§ **Your instructions**:
Starting with the line that contains "fn status(&self) -> Status;", copy every remaining line of the data below exactly, the last one included.

§ **Material for this task**:
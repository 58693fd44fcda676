//! Session collaborator traits.
//!
//! A session is the persistent real-time connection to the messaging backend.
//! The controller never owns the transport; it sees the session through two
//! narrow traits:
//!
//! - [`SessionState`]: read-only accessors used while building notifications
//! - [`Session`]: lifecycle (subscribe once, close once)

use tokio::sync::mpsc;

use crate::{
    error::SessionError,
    event::SessionEvent,
    model::{Author, ChannelId, Message, Status},
};

/// Sending half of an event subscription.
///
/// Sessions deliver events from their own task; the receiving half lives on
/// the single context that owns the controller.
pub type EventSender = mpsc::UnboundedSender<SessionEvent>;

/// Read-only view of session state needed to derive notifications.
pub trait SessionState {
    /// Current presence status of the logged-in user.
    fn status(&self) -> Status;

    /// Number of times the current user is mentioned by `message`.
    fn mention_count(&self, message: &Message) -> u32;

    /// Display name of the message author as the current user sees it.
    fn author_display_name(&self, message: &Message) -> String;

    /// Human-readable channel name.
    fn channel_name(&self, channel_id: ChannelId) -> String;

    /// Plain-text preview of the message content.
    fn message_preview(&self, message: &Message) -> String;

    /// Avatar URL for `author`. `None` if unresolvable.
    fn avatar_url(&self, author: &Author) -> Option<String>;
}

/// A gateway session.
pub trait Session: SessionState {
    /// Register `events` as the destination for every subsequent event.
    fn subscribe(&mut self, events: EventSender);

    /// Close the session.
    ///
    /// Called exactly once, at application shutdown.
    fn close(&mut self) -> Result<(), SessionError>;
}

§ **Solution below**:
    fn status(&self) -> Status;

    /// Number of times the current user is mentioned by `message`.
    fn mention_count(&self, message: &Message) -> u32;

    /// Display name of the message author as the current user sees it.
    fn author_display_name(&self, message: &Message) -> String;

    /// Human-readable channel name.
    fn channel_name(&self, channel_id: ChannelId) -> String;

    /// Plain-text preview of the message content.
    fn message_preview(&self, message: &Message) -> String;

    /// Avatar URL for `author`. `None` if unresolvable.
    fn avatar_url(&self, author: &Author) -> Option<String>;
}

/// A gateway session.
pub trait Session: SessionState {
    /// Register `events` as the destination for every subsequent event.
    fn subscribe(&mut self, events: EventSender);

    /// Close the session.
    ///
    /// Called exactly once, at application shutdown.
    fn close(&mut self) -> Result<(), SessionError>;
}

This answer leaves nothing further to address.